Schools Across U.S. Suffering From Teacher Shortages Pull In Other Employees to Fill Roles

Staffing shortages at schools are leading counselors, principals and superintendents to step in as teachers.

With the rise of COVID cases throughout the U.S., schools are taking precautionary measures to keep students and teachers safe. From wearing a mask during school days to doing virtual learning, schools are trying to make the best of a bad situation.

Dozens of employees from the Cincinnati Public School District's central office were sent to schools this week to serve as teachers when the schools were at risk of closing due to low staffing numbers.

Brenda Cassellius, superintendent of Boston Public Schools, tweeted Wednesday she was substituting a fifth-grade class, and a San Francisco school asked employees with teaching credentials to be available for classroom assignments.

With the arrival of the COVID-19 omicron variant, and staff absences, large school districts in cities including Atlanta, Detroit and Milwaukee decided to temporarily switch to virtual learning.

Deborah Schmidt, a history teacher at McKinley Classical Leadership Academy in St. Louis, was asked to cover a physics class Thursday.

"It's absolutely exhausting," Schmidt told the Associated Press.

In Chicago, the teachers union voted to refuse in-person instruction, leading to classes being canceled on Wednesday. Classes were also canceled on Thursday, and appeared to be headed in the same direction for Friday.

Meghan Hatch-Geary, an English teacher at Woodland Regional High School in New Haven, Connecticut said she is exhausted, as are the school's other teachers.

"I had a friend say to me, 'You know, three weeks ago we were locking our doors because of school shootings again, and now we're opening the window for COVID,'" Hatch-Geary told the AP.

Hundreds of teachers in New Haven were out each day this week, leading to administrators teaching in classrooms. Classroom aides, as well, have not shown up, which is difficult and confusing for young students with disabilities.

"It's very difficult to get through my lesson plans when somebody doesn't know your students, when somebody is not used to working with students with disabilities," Special education teacher Jennifer Graves told the AP.

Chicago Public School
A sign is displayed at the entrance of the headquarters for Chicago Public Schools on January 05, 2022 in Chicago, Illinois. Classes at all of Chicago public schools have been canceled today by the school district after the teacher's union voted to return to virtual learning citing unsafe conditions in the schools as the Omicron variant of the COVID-19 virus continues to spread. Scott Olson/Getty Images

Even before infection rates took off around the holidays, many districts were struggling to keep up staffing levels, particularly among substitutes and other lower-paid positions. As a result, teachers have been spread thin for months, said Becky Pringle, president of the National Education Association.

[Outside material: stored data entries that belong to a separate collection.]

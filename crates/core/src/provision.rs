//! Provisioning event client.
//!
//! Watches the build service's event stream until it announces a terminal
//! phase and turns that announcement into a [`SessionHandle`] or an error.
//!
//! # Protocol
//!
//! Every event's `data` is a [`ProvisionEvent`] JSON object. Only a change of
//! phase is acted on; a repeated phase is dropped, message included, unless
//! repeated messages are configured to be logged.
//!
//! | phase    | action                                      |
//! |----------|---------------------------------------------|
//! | `failed` | close, reject with the raw payload           |
//! | `ready`  | close, resolve with `url` + `pluto/`, `token`|
//! | other    | log only                                     |

use std::time::Duration;

use async_trait::async_trait;
use binder_protocol::{ProvisionEvent, ProvisionPhase};
use binder_runtime::{EventSource, RuntimeError, ServerEvent};
use tracing::{debug, error, info};

use crate::error::{Error, Result};
use crate::session::SessionHandle;

/// Only the build endpoint exposes the progress stream; `v2` launch links
/// are rewritten to it.
pub fn build_stream_url(binder_url: &str) -> String {
	binder_url.replace("mybinder.org/v2/", "mybinder.org/build/")
}

/// Pull-based source of server events that can be closed early.
#[async_trait]
pub trait EventChannel: Send {
	async fn next_event(&mut self) -> Option<std::result::Result<ServerEvent, RuntimeError>>;

	fn close(&mut self);
}

#[async_trait]
impl EventChannel for EventSource {
	async fn next_event(&mut self) -> Option<std::result::Result<ServerEvent, RuntimeError>> {
		EventSource::next_event(self).await
	}

	fn close(&mut self) {
		EventSource::close(self)
	}
}

/// Requests sessions from a build service.
#[derive(Debug, Clone)]
pub struct ProvisionClient {
	http: reqwest::Client,
	log_repeated_messages: bool,
}

impl ProvisionClient {
	pub fn new(http: reqwest::Client) -> Self {
		Self {
			http,
			log_repeated_messages: false,
		}
	}

	/// Also logs `message` fields of events whose phase did not change.
	pub fn with_log_repeated_messages(mut self, enabled: bool) -> Self {
		self.log_repeated_messages = enabled;
		self
	}

	/// Opens the event stream at `build_url` and waits for a terminal phase.
	///
	/// No timeout is applied here; a stalled build service keeps this pending.
	pub async fn request_session(&self, build_url: &str) -> Result<SessionHandle> {
		info!(target = "binder.provision", url = %build_url, "starting binder connection");

		let mut source = EventSource::open(&self.http, build_url).await.map_err(|source| match source {
			RuntimeError::InvalidUrl { .. } => Error::InvalidSourceUrl {
				url: build_url.to_string(),
				source,
			},
			other => {
				error!(target = "binder.provision", url = %build_url, error = %other, "lost connection to build service");
				Error::ConnectionLost {
					url: build_url.to_string(),
					source: other,
				}
			}
		})?;

		self.resolve(build_url, &mut source).await
	}

	/// [`request_session`](Self::request_session) bounded by `limit`, when given.
	pub async fn request_session_within(&self, build_url: &str, limit: Option<Duration>) -> Result<SessionHandle> {
		match limit {
			Some(limit) => tokio::time::timeout(limit, self.request_session(build_url))
				.await
				.map_err(|_| Error::ProvisioningTimeout(limit))?,
			None => self.request_session(build_url).await,
		}
	}

	/// Message of `payload` worth logging; messages of a repeated phase are
	/// only logged when configured.
	fn loggable_message<'p>(&self, repeated: bool, payload: &'p ProvisionEvent) -> Option<&'p str> {
		if repeated && !self.log_repeated_messages {
			return None;
		}
		payload.message.as_deref()
	}

	/// Consumes `channel` until a terminal phase, closing it before returning.
	pub async fn resolve<C>(&self, url: &str, channel: &mut C) -> Result<SessionHandle>
	where
		C: EventChannel + ?Sized,
	{
		let mut last_phase: Option<ProvisionPhase> = None;

		while let Some(item) = channel.next_event().await {
			let event = match item {
				Ok(event) => event,
				Err(source) => {
					error!(target = "binder.provision", %url, error = %source, "lost connection to build service");
					channel.close();
					return Err(Error::ConnectionLost { url: url.to_string(), source });
				}
			};

			let payload = match ProvisionEvent::from_data(&event.data) {
				Ok(payload) => payload,
				Err(err) => {
					debug!(target = "binder.provision", error = %err, data = %event.data, "skipping unparseable event");
					continue;
				}
			};

			let Some(phase) = payload.kind() else {
				debug!(target = "binder.provision", data = %event.data, "skipping event without phase");
				continue;
			};

			let repeated = last_phase.as_ref() == Some(&phase);
			if !repeated {
				info!(target = "binder.provision", phase = %phase, "binder subphase");
			}
			if let Some(message) = self.loggable_message(repeated, &payload) {
				info!(target = "binder.provision", message = %message.trim_end(), "binder message");
			}
			if repeated {
				continue;
			}
			last_phase = Some(phase.clone());

			match phase {
				ProvisionPhase::Failed => {
					error!(target = "binder.provision", %url, payload = %event.data, "build failed");
					channel.close();
					return Err(Error::ProvisioningFailed { payload: event.data });
				}
				ProvisionPhase::Ready => {
					channel.close();
					return session_from_ready(&payload, &event.data);
				}
				ProvisionPhase::Other(_) => {}
			}
		}

		channel.close();
		Err(Error::ConnectionLost {
			url: url.to_string(),
			source: RuntimeError::StreamEnded { url: url.to_string() },
		})
	}
}


fn session_from_ready(payload: &ProvisionEvent, raw: &str) -> Result<SessionHandle> {
	let (Some(url), Some(token)) = (payload.url.as_deref(), payload.token.as_deref()) else {
		return Err(Error::ProvisioningFailed {
			payload: format!("ready event without url and token: {raw}"),
		});
	};
	let session = SessionHandle::from_server_url(url, token)?;
	info!(target = "binder.provision", url = %session.session_url(), "binder session ready");
	Ok(session)
}

#[cfg(test)]
mod tests {
	use std::collections::VecDeque;

	use serde_json::json;

	use super::*;

	/// Channel replaying a fixed script and recording how far it was read.
	struct ScriptedChannel {
		script: VecDeque<std::result::Result<ServerEvent, RuntimeError>>,
		consumed: usize,
		closed: bool,
	}

	impl ScriptedChannel {
		fn new(payloads: Vec<serde_json::Value>) -> Self {
			Self {
				script: payloads.into_iter().map(|p| Ok(event(&p.to_string()))).collect(),
				consumed: 0,
				closed: false,
			}
		}

		fn push_error(&mut self) {
			self.script.push_back(Err(RuntimeError::StreamEnded { url: "http://build".into() }));
		}
	}

	fn event(data: &str) -> ServerEvent {
		ServerEvent {
			event: "message".into(),
			data: data.into(),
			id: None,
		}
	}

	#[async_trait]
	impl EventChannel for ScriptedChannel {
		async fn next_event(&mut self) -> Option<std::result::Result<ServerEvent, RuntimeError>> {
			if self.closed {
				return None;
			}
			let item = self.script.pop_front()?;
			self.consumed += 1;
			Some(item)
		}

		fn close(&mut self) {
			self.closed = true;
		}
	}

	fn client() -> ProvisionClient {
		ProvisionClient::new(reqwest::Client::new())
	}

	#[test]
	fn v2_links_are_rewritten_to_build() {
		assert_eq!(
			build_stream_url("https://mybinder.org/v2/gh/fonsp/pluto-on-binder/HEAD"),
			"https://mybinder.org/build/gh/fonsp/pluto-on-binder/HEAD"
		);
		assert_eq!(build_stream_url("https://hub.example/build/x"), "https://hub.example/build/x");
	}

	#[tokio::test]
	async fn duplicate_phase_is_ignored_and_ready_resolves() {
		let mut channel = ScriptedChannel::new(vec![
			json!({"phase": "building"}),
			json!({"phase": "building"}),
			json!({"phase": "ready", "url": "https://x/", "token": "T"}),
		]);

		let session = client().resolve("http://build", &mut channel).await.unwrap();
		assert_eq!(session.session_url().as_str(), "https://x/pluto/");
		assert_eq!(session.token(), "T");
		assert!(channel.closed);
		assert_eq!(channel.consumed, 3);
	}

	#[tokio::test]
	async fn failed_rejects_and_stops_reading() {
		let mut channel = ScriptedChannel::new(vec![
			json!({"phase": "failed", "message": "boom"}),
			json!({"phase": "ready", "url": "https://x/", "token": "T"}),
		]);

		let err = client().resolve("http://build", &mut channel).await.unwrap_err();
		match err {
			Error::ProvisioningFailed { payload } => assert!(payload.contains("boom")),
			other => panic!("unexpected error: {other}"),
		}
		assert!(channel.closed);
		assert_eq!(channel.consumed, 1);
		assert_eq!(channel.script.len(), 1, "queued ready event must stay unread");
	}

	#[tokio::test]
	async fn transport_error_is_connection_lost() {
		let mut channel = ScriptedChannel::new(vec![json!({"phase": "launching"})]);
		channel.push_error();

		let err = client().resolve("http://build", &mut channel).await.unwrap_err();
		assert!(matches!(err, Error::ConnectionLost { .. }));
		assert!(channel.closed);
	}

	#[tokio::test]
	async fn stream_end_without_terminal_phase_is_connection_lost() {
		let mut channel = ScriptedChannel::new(vec![json!({"phase": "waiting"}), json!({"phase": "building"})]);
		let err = client().resolve("http://build", &mut channel).await.unwrap_err();
		assert!(matches!(err, Error::ConnectionLost { .. }));
	}

	#[tokio::test]
	async fn garbage_and_phaseless_events_are_skipped() {
		let mut channel = ScriptedChannel::new(vec![json!({"message": "no phase here"})]);
		channel.script.push_front(Ok(event("not json at all")));
		channel
			.script
			.push_back(Ok(event(&json!({"phase": "READY", "url": "https://x", "token": "T"}).to_string())));

		let session = client().resolve("http://build", &mut channel).await.unwrap();
		assert_eq!(session.session_url().as_str(), "https://x/pluto/");
	}

	#[tokio::test]
	async fn ready_without_token_is_a_failure() {
		let mut channel = ScriptedChannel::new(vec![json!({"phase": "ready", "url": "https://x/"})]);
		let err = client().resolve("http://build", &mut channel).await.unwrap_err();
		assert!(matches!(err, Error::ProvisioningFailed { .. }));
	}

	#[test]
	fn repeated_phase_messages_are_logged_only_when_enabled() {
		let payload = ProvisionEvent {
			phase: Some("building".into()),
			message: Some("step 2\n".into()),
			..Default::default()
		};
		assert_eq!(client().loggable_message(false, &payload), Some("step 2\n"));
		assert_eq!(client().loggable_message(true, &payload), None);
		assert_eq!(
			client().with_log_repeated_messages(true).loggable_message(true, &payload),
			Some("step 2\n")
		);
	}

	#[tokio::test]
	async fn logged_repeats_do_not_advance_the_phase() {
		let client = client().with_log_repeated_messages(true);
		let mut channel = ScriptedChannel::new(vec![
			json!({"phase": "building", "message": "step 1"}),
			json!({"phase": "building", "message": "step 2"}),
			json!({"phase": "ready", "url": "https://x/", "token": "T"}),
		]);

		let session = client.resolve("http://build", &mut channel).await.unwrap();
		assert_eq!(session.token(), "T");
		assert_eq!(channel.consumed, 3);

		let mut channel = ScriptedChannel::new(vec![
			json!({"phase": "failed", "message": "first"}),
			json!({"phase": "failed", "message": "second"}),
		]);
		let err = client.resolve("http://build", &mut channel).await.unwrap_err();
		match err {
			Error::ProvisioningFailed { payload } => assert!(payload.contains("first")),
			other => panic!("unexpected error: {other}"),
		}
		assert_eq!(channel.consumed, 1);
	}

	#[tokio::test]
	async fn malformed_build_url_is_invalid_source() {
		let err = client().request_session("not a url").await.unwrap_err();
		assert!(matches!(err, Error::InvalidSourceUrl { .. }));
	}
}
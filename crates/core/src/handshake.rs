//! Timeout-guarded upgrade to a live session connection.

use std::time::Duration;

use async_trait::async_trait;
use binder_runtime::WebSocketChannel;
use tracing::{info, warn};
use url::Url;

use crate::error::Result;
use crate::session::SessionHandle;

/// Default bound on the live connection attempt.
pub const DEFAULT_HANDSHAKE_TIMEOUT: Duration = Duration::from_secs(20);

/// Establishes the persistent connection to a session.
#[async_trait]
pub trait LiveConnector: Send + Sync {
	type Connection: Send;

	async fn connect(&self, address: Url) -> Result<Self::Connection>;
}

/// Full top-level page navigation.
#[async_trait]
pub trait Navigator: Send + Sync {
	async fn navigate(&self, url: &Url);
}

/// Connects over a plain websocket channel.
#[derive(Debug, Clone, Copy, Default)]
pub struct WebSocketConnector;

#[async_trait]
impl LiveConnector for WebSocketConnector {
	type Connection = WebSocketChannel;

	async fn connect(&self, address: Url) -> Result<WebSocketChannel> {
		Ok(WebSocketChannel::connect(&address).await?)
	}
}

/// How the handshake converged.
#[derive(Debug)]
pub enum HandshakeOutcome<C> {
	Live(C),
	/// The page was sent to the session's editor instead.
	Redirected(Url),
}

impl<C> HandshakeOutcome<C> {
	pub fn is_live(&self) -> bool {
		matches!(self, HandshakeOutcome::Live(_))
	}

	pub fn redirect_url(&self) -> Option<&Url> {
		match self {
			HandshakeOutcome::Redirected(url) => Some(url),
			HandshakeOutcome::Live(_) => None,
		}
	}
}

/// Races the live connection against a fixed bound.
#[derive(Debug, Clone, Copy)]
pub struct HandshakeSupervisor {
	timeout: Duration,
}

impl Default for HandshakeSupervisor {
	fn default() -> Self {
		Self::new(DEFAULT_HANDSHAKE_TIMEOUT)
	}
}

impl HandshakeSupervisor {
	pub fn new(timeout: Duration) -> Self {
		Self { timeout }
	}

	pub fn timeout(&self) -> Duration {
		self.timeout
	}

	/// Connects to the session's `channels` endpoint or, failing that within
	/// the bound, navigates to the editor for `document_id`.
	///
	/// Never fails: every error path ends in exactly one navigation.
	pub async fn upgrade<C>(
		&self,
		session: &SessionHandle,
		document_id: &str,
		connector: &C,
		navigator: &dyn Navigator,
	) -> HandshakeOutcome<C::Connection>
	where
		C: LiveConnector + ?Sized,
	{
		let failure = match session.channels_url() {
			Ok(address) => {
				info!(target = "binder.handshake", url = %SessionHandle::redact(&address), "connecting websocket");
				match tokio::time::timeout(self.timeout, connector.connect(address)).await {
					Ok(Ok(connection)) => {
						info!(target = "binder.handshake", "live connection established");
						return HandshakeOutcome::Live(connection);
					}
					Ok(Err(err)) => err.to_string(),
					Err(_) => format!("no connection within {:?}", self.timeout),
				}
			}
			Err(err) => err.to_string(),
		};

		let edit_url = session.edit_url(document_id);
		warn!(
			target = "binder.handshake",
			reason = %failure,
			url = %SessionHandle::redact(&edit_url),
			"failed to establish connection; navigating to the edit URL directly"
		);
		navigator.navigate(&edit_url).await;
		HandshakeOutcome::Redirected(edit_url)
	}
}

#[cfg(test)]
mod tests {
	use super::*;
	use crate::fake::{ConnectBehavior, RecordingNavigator, ScriptedConnector};

	fn session() -> SessionHandle {
		SessionHandle::from_server_url("https://hub.example/user/abc/", "T").unwrap()
	}

	#[tokio::test(start_paused = true)]
	async fn fast_connection_skips_navigation() {
		let connector = ScriptedConnector::new(ConnectBehavior::AcceptAfter(Duration::from_secs(3)));
		let navigator = RecordingNavigator::new();

		let outcome = HandshakeSupervisor::default().upgrade(&session(), "nb-1", &connector, &navigator).await;

		assert!(outcome.is_live());
		assert!(navigator.visited().is_empty());
		assert_eq!(
			connector.addresses()[0].as_str(),
			"wss://hub.example/user/abc/pluto/channels?token=T"
		);
	}

	#[tokio::test(start_paused = true)]
	async fn hung_connection_navigates_once_after_the_bound() {
		let connector = ScriptedConnector::new(ConnectBehavior::Hang);
		let navigator = RecordingNavigator::new();
		let started = tokio::time::Instant::now();

		let outcome = HandshakeSupervisor::default().upgrade(&session(), "nb-1", &connector, &navigator).await;

		let elapsed = started.elapsed();
		assert!(elapsed >= DEFAULT_HANDSHAKE_TIMEOUT && elapsed < DEFAULT_HANDSHAKE_TIMEOUT + Duration::from_secs(1));
		let visited = navigator.visited();
		assert_eq!(visited.len(), 1);
		assert_eq!(visited[0].as_str(), "https://hub.example/user/abc/pluto/edit?id=nb-1&token=T");
		assert_eq!(outcome.redirect_url(), Some(&visited[0]));
	}

	#[tokio::test(start_paused = true)]
	async fn slow_connection_past_the_bound_is_abandoned() {
		let connector = ScriptedConnector::new(ConnectBehavior::AcceptAfter(Duration::from_secs(21)));
		let navigator = RecordingNavigator::new();

		let outcome = HandshakeSupervisor::default().upgrade(&session(), "nb-1", &connector, &navigator).await;

		assert!(!outcome.is_live());
		assert_eq!(navigator.visited().len(), 1);
	}

	#[tokio::test]
	async fn rejected_connection_navigates_immediately() {
		let connector = ScriptedConnector::new(ConnectBehavior::Reject("handshake refused".into()));
		let navigator = RecordingNavigator::new();

		let outcome = HandshakeSupervisor::new(Duration::from_secs(60))
			.upgrade(&session(), "nb-2", &connector, &navigator)
			.await;

		assert!(outcome.redirect_url().unwrap().as_str().contains("id=nb-2"));
		assert_eq!(navigator.visited().len(), 1);
		assert_eq!(connector.attempts(), 1);
	}
}
//! Terminal renditions of the launch collaborators.

use std::sync::Arc;

use async_trait::async_trait;
use binder::{LaunchPhase, Navigator, Result, SessionHandle, StateSink, StateUpdate};
use colored::Colorize;
use parking_lot::Mutex;
use url::Url;

/// Prints each phase change as a progress line on stderr.
#[derive(Debug, Default)]
pub struct ConsoleState {
	last: Mutex<Option<LaunchPhase>>,
}

impl ConsoleState {
	pub fn new() -> Self {
		Self::default()
	}

	pub fn last_phase(&self) -> Option<LaunchPhase> {
		*self.last.lock()
	}
}

/// `[ 60%] created`
pub fn progress_line(phase: LaunchPhase) -> String {
	format!("[{:>3.0}%] {}", phase.value() * 100.0, phase.label())
}

#[async_trait]
impl StateSink for ConsoleState {
	async fn apply(&self, update: StateUpdate) -> Result<()> {
		let Some(phase) = update.phase else {
			return Ok(());
		};
		*self.last.lock() = Some(phase);

		let line = progress_line(phase);
		let line = if phase == LaunchPhase::Ready { line.green().bold() } else { line.cyan() };
		eprintln!("{line}");

		if let Some(session) = &update.session {
			eprintln!("        {}", SessionHandle::redact(session.session_url()).dimmed());
		}
		Ok(())
	}

	async fn alert(&self, message: &str) {
		eprintln!("{}", message.red().bold());
	}
}

/// Prints the editor address the launch would have sent the page to.
#[derive(Debug, Default, Clone)]
pub struct ConsoleNavigator {
	visited: Arc<Mutex<Option<Url>>>,
}

impl ConsoleNavigator {
	pub fn new() -> Self {
		Self::default()
	}

	pub fn target(&self) -> Option<Url> {
		self.visited.lock().clone()
	}
}

#[async_trait]
impl Navigator for ConsoleNavigator {
	async fn navigate(&self, url: &Url) {
		eprintln!("{} {}", "open in browser:".yellow().bold(), url);
		*self.visited.lock() = Some(url.clone());
	}
}
//! Fire-and-forget usage counter.

use binder_runtime::url_tools::with_query_params;
use tokio::task::JoinHandle;
use tracing::debug;
use url::Url;

/// Hits `beacon` with `p=/<page>` on a background task.
///
/// Nothing about the request is awaited or reported; the handle is only
/// returned so callers that care can wait for it.
pub fn count_stat(http: &reqwest::Client, beacon: &str, page: &str) -> Option<JoinHandle<()>> {
	let base = match Url::parse(beacon) {
		Ok(url) => url,
		Err(err) => {
			debug!(target = "binder.telemetry", %beacon, error = %err, "ignoring invalid beacon URL");
			return None;
		}
	};
	let url = with_query_params(&base, &[("p", &format!("/{page}"))]);
	let http = http.clone();

	Some(tokio::spawn(async move {
		if let Err(err) = http.get(url).header(reqwest::header::CACHE_CONTROL, "no-cache").send().await {
			debug!(target = "binder.telemetry", error = %err, "beacon failed");
		}
	}))
}
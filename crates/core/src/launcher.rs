//! Top-level bootstrap: provision, materialize, connect.

use std::sync::Arc;

use binder_protocol::LaunchPhase;
use thiserror::Error;
use tracing::{error, info, warn};

use crate::config::BootstrapConfig;
use crate::error::{Error, Result};
use crate::handshake::{HandshakeOutcome, HandshakeSupervisor, LiveConnector, Navigator};
use crate::materialize::{DocumentMaterializer, DocumentOpenResult};
use crate::params::LaunchParams;
use crate::phase::{PhaseTracker, StateSink, StateUpdate};
use crate::provision::{ProvisionClient, build_stream_url};
use crate::session::{SessionHandle, ShutdownHook};
use crate::telemetry::count_stat;

/// Notice surfaced through [`StateSink::alert`] for every failed bootstrap.
pub const FAILURE_NOTICE: &str = "Something went wrong!\n\nWe failed to initialize the binder connection. \
	Please try again with a different browser, or come back later.";

/// Successful bootstrap.
#[derive(Debug)]
pub struct Launch<C> {
	pub session: SessionHandle,
	pub document: DocumentOpenResult,
	pub connection: HandshakeOutcome<C>,
	pub shutdown: ShutdownHook,
}

/// Failed bootstrap. `shutdown` is set when a session had already been
/// provisioned; it is left running.
#[derive(Debug, Error)]
#[error("binder launch failed: {error}")]
pub struct LaunchFailure {
	#[source]
	pub error: Error,
	pub shutdown: Option<ShutdownHook>,
}

/// Drives one bootstrap attempt per call.
pub struct Launcher {
	http: reqwest::Client,
	config: BootstrapConfig,
	state: Arc<dyn StateSink>,
	navigator: Arc<dyn Navigator>,
}

impl Launcher {
	pub fn new(config: BootstrapConfig, state: Arc<dyn StateSink>, navigator: Arc<dyn Navigator>) -> Result<Self> {
		let http = reqwest::Client::builder()
			.connect_timeout(config.connect_timeout())
			.build()
			.map_err(Error::Client)?;
		Ok(Self::with_client(http, config, state, navigator))
	}

	pub fn with_client(http: reqwest::Client, config: BootstrapConfig, state: Arc<dyn StateSink>, navigator: Arc<dyn Navigator>) -> Self {
		Self {
			http,
			config,
			state,
			navigator,
		}
	}

	pub fn config(&self) -> &BootstrapConfig {
		&self.config
	}

	pub fn http(&self) -> &reqwest::Client {
		&self.http
	}

	/// Runs a full bootstrap for `params`.
	///
	/// Any failure is logged and surfaced once as [`FAILURE_NOTICE`]; nothing
	/// is rolled back.
	pub async fn bootstrap<C>(&self, params: &LaunchParams, connector: &C) -> std::result::Result<Launch<C::Connection>, LaunchFailure>
	where
		C: LiveConnector + ?Sized,
	{
		if let Some(beacon) = self.config.telemetry_url.as_deref() {
			count_stat(&self.http, beacon, "binder-start");
		}

		let tracker = PhaseTracker::new(self.state.as_ref());
		let mut shutdown = None;

		match self.run(params, connector, &tracker, &mut shutdown).await {
			Ok(launch) => Ok(launch),
			Err(err) => {
				error!(target = "binder.launch", error = %err, phase = %tracker.current(), "failed to initialize binder");
				self.state.alert(FAILURE_NOTICE).await;
				Err(LaunchFailure { error: err, shutdown })
			}
		}
	}

	async fn run<C>(
		&self,
		params: &LaunchParams,
		connector: &C,
		tracker: &PhaseTracker<'_>,
		shutdown_slot: &mut Option<ShutdownHook>,
	) -> Result<Launch<C::Connection>>
	where
		C: LiveConnector + ?Sized,
	{
		tracker.advance(LaunchPhase::Requesting).await?;

		let session = self.provision(&params.binder_url).await?;
		info!(target = "binder.launch", url = %session.session_url(), "binder session created");

		let shutdown = ShutdownHook::new(self.http.clone(), &session);
		*shutdown_slot = Some(shutdown.clone());

		tracker
			.publish(StateUpdate::phase(LaunchPhase::Created).with_session(session.clone()))
			.await?;

		let document = DocumentMaterializer::new(&self.http, self.config.open_fallback)
			.materialize(&session, params)
			.await?;

		tracker
			.publish(StateUpdate::phase(LaunchPhase::NotebookRunning).with_document_id(document.document_id.clone()))
			.await?;

		let connection = HandshakeSupervisor::new(self.config.handshake_timeout())
			.upgrade(&session, &document.document_id, connector, self.navigator.as_ref())
			.await;

		if connection.is_live() {
			if let Err(err) = tracker.advance(LaunchPhase::Ready).await {
				warn!(target = "binder.launch", error = %err, "live connection established but the ready phase was not recorded");
			}
		}

		Ok(Launch {
			session,
			document,
			connection,
			shutdown,
		})
	}

	async fn provision(&self, binder_url: &str) -> Result<SessionHandle> {
		let client = ProvisionClient::new(self.http.clone()).with_log_repeated_messages(self.config.log_repeated_messages);
		client
			.request_session_within(&build_stream_url(binder_url), self.config.provision_timeout())
			.await
	}
}
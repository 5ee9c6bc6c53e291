//! Transport-level errors.

use thiserror::Error;

pub type Result<T> = std::result::Result<T, RuntimeError>;

#[derive(Debug, Error)]
pub enum RuntimeError {
	#[error("invalid URL {url:?}: {reason}")]
	InvalidUrl { url: String, reason: String },

	#[error("HTTP transport error: {0}")]
	Http(#[from] reqwest::Error),

	#[error("unexpected status {status} from {url}")]
	Status { url: String, status: u16 },

	#[error("unexpected content type {content_type:?} from {url}")]
	ContentType { url: String, content_type: String },

	#[error("event stream from {url} ended")]
	StreamEnded { url: String },

	#[error("websocket error: {0}")]
	WebSocket(#[from] tokio_tungstenite::tungstenite::Error),

	#[error("JSON error: {0}")]
	Json(#[from] serde_json::Error),
}

impl RuntimeError {
	pub(crate) fn invalid_url(url: impl Into<String>, reason: impl ToString) -> Self {
		RuntimeError::InvalidUrl {
			url: url.into(),
			reason: reason.to_string(),
		}
	}
}
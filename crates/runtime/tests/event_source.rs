//! EventSource against a local axum server speaking text/event-stream

use std::net::SocketAddr;

use axum::Router;
use axum::http::{StatusCode, header};
use axum::response::IntoResponse;
use axum::routing::get;
use binder_runtime::{EventSource, RuntimeError};

const BUILD_STREAM: &str = "\
: keep-alive\n\
data: {\"phase\":\"waiting\",\"message\":\"queued\"}\n\
\n\
data: {\"phase\":\"building\"}\n\
\n\
data: {\"phase\":\"ready\",\"url\":\"http://hub/user/a/\",\"token\":\"T\"}\n\
\n";

async fn build_stream() -> impl IntoResponse {
	([(header::CONTENT_TYPE, "text/event-stream")], BUILD_STREAM)
}

async fn plain_text() -> impl IntoResponse {
	([(header::CONTENT_TYPE, "text/plain")], "data: nope\n\n")
}

async fn missing() -> impl IntoResponse {
	(StatusCode::NOT_FOUND, "no such build")
}

async fn serve() -> SocketAddr {
	let app = Router::new()
		.route("/build/gh/org/repo/main", get(build_stream))
		.route("/plain", get(plain_text))
		.route("/missing", get(missing));
	let listener = tokio::net::TcpListener::bind("127.0.0.1:0").await.unwrap();
	let addr = listener.local_addr().unwrap();
	tokio::spawn(async move {
		axum::serve(listener, app).await.unwrap();
	});
	addr
}

#[tokio::test]
async fn reads_events_then_reports_stream_end() -> anyhow::Result<()> {
	let addr = serve().await;
	let client = reqwest::Client::new();
	let mut source = EventSource::open(&client, &format!("http://{addr}/build/gh/org/repo/main")).await?;

	let mut data = Vec::new();
	while let Some(event) = source.next_event().await {
		match event {
			Ok(event) => data.push(event.data),
			Err(RuntimeError::StreamEnded { .. }) => break,
			Err(other) => anyhow::bail!("unexpected error: {other}"),
		}
	}

	assert_eq!(data.len(), 3);
	assert!(data[0].contains("waiting"));
	assert!(data[2].contains("\"token\":\"T\""));
	Ok(())
}

#[tokio::test]
async fn rejects_non_event_stream_content() {
	let addr = serve().await;
	let client = reqwest::Client::new();
	let err = EventSource::open(&client, &format!("http://{addr}/plain")).await.err().unwrap();
	assert!(matches!(err, RuntimeError::ContentType { .. }));
}

#[tokio::test]
async fn rejects_error_status() {
	let addr = serve().await;
	let client = reqwest::Client::new();
	let err = EventSource::open(&client, &format!("http://{addr}/missing")).await.err().unwrap();
	assert!(matches!(err, RuntimeError::Status { status: 404, .. }));
}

"All of these additional burdens and stresses on top of being worried about getting sick, on top of being stressed like all of us are to after a two-year pandemic...it just compounded to put us in a place that we are now," Pringle said in an interview.

Some administrators have already been helping for months in classrooms and cafeterias to fill in for sick and quarantining staff.

"We're not in love with the circumstances, but we're happy to do the work because the work is making sure that we're here for our kids," said Mike Cornell, superintendent of the Hamburg Central School District in New York, who spent time this fall on cafeteria duty poking straws into juice pouches and peeling lids off chips to fill staffing gaps.

Among the schools that went virtual this week because of staffing shortages was second-grade teacher Anna Tarka-DiNunzio's school of roughly 200 students in Pittsburgh. Some taught their students despite being sick with the virus, said Tarka-DiNunzio, who was disappointed to hear some characterize staffing shortages as the result of teachers arbitrarily taking off work.

"It's not just people calling off. It's people who are sick or who have family members who are sick," she said.

The strains on schools this week might have been even tougher if not for large numbers of students being absent themselves. In New Haven, teachers say classes have been only about half full.

Jonathan Berryman, a music teacher, said some of his students haven't shown up for weeks. He worries what that will mean for the performance targets set for students and their teachers.

"Before omicron came along, there was fairly smooth sailing. Now the ship has been rocked," he said. "We get to make midyear adjustments in our evaluation system. And some I'm sure are wondering whether we should even be concerned about that academic progress piece."

Graves, who is in her 12th year of teaching in New Haven, said that she is grateful for administrators who have been helping out in classrooms and the aides who have pitched in, but that her students have struggled with the lack of consistency in staffing.

She also has been frustrated with quickly changing health protocols, and worried about the health of herself and her extended family. Most of her young students are not able to tolerate wearing masks for long stretches, and many have been coughing lately.

"This is the hardest year I've had," she said.

The Associated Press contributed to this report.